Yesterday I added to my “Why Be Catholic” series with an entry on “Reason”. Among other things, I pointed out how prone we are to intellectual failings because of our fallen human nature, failings that include sloth, prejudice, passion and, let’s face it, befuddlement. The point in that essay was the need we have for Revelation to give us a secure framework within which to reason, and also the need for grace to purify, illuminate and strengthen both our motives and our intellects. But the weakness of being human ought also to concern us at an even deeper level.

As a general instance, it may be both easier and more fruitful to stress befuddlement rather than sloth, prejudice or passion. Let me give an everyday example, drawn almost at random from my own life. Since today is the Solemnity of Saint Joseph, I was determined to go to Mass, but I did not want to attend the 8:30 am Mass in my own parish because that is the Mass the school children attend each week, and so it tends to be both very crowded and a bit long for a work day. I chose instead the 9:00 am Mass in a neighboring parish. To get to this Mass, I would have to leave home at 8:40 am, plenty of time to catch up on email and get started on other daily business chores before I left.
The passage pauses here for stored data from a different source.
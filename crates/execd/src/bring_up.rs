use std::{
    os::fd::RawFd,
    sync::{atomic::AtomicBool, Arc},
};

use execd_net::{AuthPolicy, ConnTable, Reactor};
use execd_queue::Slab;
use execd_services::{AvailabilityService, CheckpointService, MembershipService, Service, ServiceRegistry};
use execd_transport::{GroupTransport, UdpTransport};
use mio::{unix::SourceFd, Interest, Token};
use tracing::{error, info, warn};

use crate::{config::Config, error::ExecError, state::{ExecutiveState, StepOutcome}};

/// Reserved reactor tokens that never collide with a client descriptor:
/// descriptors are small non-negative integers, these sit at the top of
/// the `usize` range.
const LISTENER_TOKEN: Token = Token(usize::MAX);
const TRANSPORT_TOKEN: Token = Token(usize::MAX - 1);

/// Deterministic, one-shot, fail-fast bring-up sequence (§4.G). Ordering
/// is load-bearing: steps that need root (5-7) run before the privilege
/// drop (8); the slab (10) is sized after the memory lock (6) so locked
/// pages cover the pool; per-service init (14) runs after the drop so
/// handlers only ever observe the unprivileged identity.
pub fn run(config: Config) -> Result<(), ExecError> {
    // 1-2. Resolve the service identity. The gid doubles as the client
    // authentication policy.
    let uid = execd_utils::resolve_user(&config.user)?;
    let gid = execd_utils::resolve_group(&config.group)?;
    let auth = AuthPolicy::new(gid);
    info!(user = %config.user, group = %config.group, "resolved service identity");

    // 3. Reactor.
    let mut reactor = Reactor::new(1024)?;

    // 4. Transport configuration was already read as part of `config`.

    // 5-6. Scheduling class and memory lock: best-effort, never fatal.
    execd_utils::bring_up_scheduling(config.rt_priority);
    execd_utils::lock_memory();

    // 7. Transport init while still privileged (may need CAP_NET_RAW to
    // bind the multicast interface).
    let mut transport: Box<dyn GroupTransport> = Box::new(UdpTransport::new());
    transport
        .init(config.transport.bind_addr, config.transport.mcast_addr)
        .map_err(ExecError::Transport)?;
    info!(
        bind = %config.transport.bind_addr,
        mcast = %config.transport.mcast_addr,
        "group transport initialized"
    );

    // 8. Drop privileges. No step after this may assume root.
    execd_utils::drop_privileges(uid, gid).map_err(ExecError::Privilege)?;
    info!("privileges dropped");

    // 9. Build the fixed service set and its flat ordered-handler table.
    let services: Vec<Box<dyn Service>> = vec![
        Box::new(MembershipService::default()),
        Box::new(AvailabilityService::default()),
        Box::new(CheckpointService::default()),
    ];
    let registry = ServiceRegistry::build(services);

    // 10. Slab allocator, sized from configuration, initialized after the
    // memory lock so its pages are covered by it.
    let pool = Slab::new(&config.pool.size_classes);

    // 11. Service configuration (group list) was already read as part of
    // `config`.

    // 12. Detach from the controlling terminal, unless asked to stay
    // attached for debugging.
    if !config.foreground {
        daemonize()?;
    }

    // 13. Install the interrupt handler before entering the reactor.
    let stop = Arc::new(AtomicBool::new(false));
    signal_hook::flag::register(signal_hook::consts::SIGINT, Arc::clone(&stop))?;
    signal_hook::flag::register(signal_hook::consts::SIGTERM, Arc::clone(&stop))?;

    let mut state = ExecutiveState {
        connections: ConnTable::new(),
        streams: std::collections::HashMap::new(),
        registry,
        transport,
        auth,
        pool,
    };

    // 14. Per-service init, in registration order: join every configured
    // group. Runs after the privilege drop, so no handler ever observes
    // root.
    for groupname in &config.services.groups {
        state.transport.join(groupname).map_err(ExecError::Transport)?;
    }

    // 15. Listening socket.
    let listen_fd = execd_net::bind_abstract(execd_net::SOCKET_NAME, execd_net::LISTEN_BACKLOG)?;
    let mut listener = unsafe { execd_net::wrap_listener(listen_fd) };

    // 16. Register the listener and the transport's fd with the reactor.
    reactor.add(&mut listener, LISTENER_TOKEN, Interest::READABLE)?;
    let transport_fd = state.transport.registration_fd();
    reactor.add(&mut SourceFd(&transport_fd), TRANSPORT_TOKEN, Interest::READABLE)?;

    info!(socket = execd_net::SOCKET_NAME, "execd listening");

    // 17. Enter the reactor.
    let mut fatal: Option<ExecError> = None;
    reactor.run(&stop, |event, registry| {
        let token = event.token();

        if token == LISTENER_TOKEN {
            loop {
                match state.accept_ready(registry, listen_fd) {
                    Ok(true) => continue,
                    Ok(false) => break,
                    Err(e) => {
                        warn!(error = %e, "accept failed");
                        break;
                    }
                }
            }
            return true;
        }

        if token == TRANSPORT_TOKEN {
            let events = match state.transport.poll_events() {
                Ok(events) => events,
                Err(e) => {
                    error!(error = %e, "fatal transport error");
                    fatal = Some(ExecError::FatalTransport(e));
                    return false;
                }
            };
            for transport_event in events {
                match state.on_transport_event(transport_event) {
                    StepOutcome::Ok | StepOutcome::Disconnect => {}
                    StepOutcome::Fatal(e) => {
                        error!(error = %e, "fatal error handling a transport delivery");
                        fatal = Some(e);
                        return false;
                    }
                }
            }
            return true;
        }

        let fd = token.0 as RawFd;
        match state.on_client_event(fd) {
            StepOutcome::Ok => {}
            StepOutcome::Disconnect => state.teardown_connection(registry, fd),
            StepOutcome::Fatal(e) => {
                error!(error = %e, "fatal error on a client connection, shutting down");
                fatal = Some(e);
                return false;
            }
        }
        true
    })?;

    if let Some(e) = fatal {
        return Err(e);
    }

    info!("shutdown signal received");
    for (size, in_use, available, bytes_allocated) in state.pool.stats() {
        info!(size, in_use, available, bytes_allocated, "slab pool statistics");
    }

    Ok(())
}

fn daemonize() -> Result<(), ExecError> {
    nix::unistd::daemon(false, false).map_err(ExecError::Daemonize)
}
I was remembering the time by thinking “I have to leave 10 minutes after my normal daily Mass starts.” Don’t ask me how these things happen, but what ended up getting fixed in my mind was not the time 8:40 but the time 9:10—ten minutes after the start of the Mass I planned to attend. So I worked diligently and with my eye on the clock until 9:10 and then, responsive to my spiritual intention, I jumped in the car and headed out. About half-way to the church, it suddenly dawned on me that Mass would be over by the time I arrived. My mind was a half-hour out of sync with reality.

I console myself that this kind of thing happens to everybody now and again, but it doesn’t stop me from feeling uncommonly stupid. This is befuddlement pure and simple, no hidden agenda, no secret desire to skip Mass, no last-minute effort to finish work I didn’t really have time to do—no fault of any kind as far as I could tell. Just befuddlement.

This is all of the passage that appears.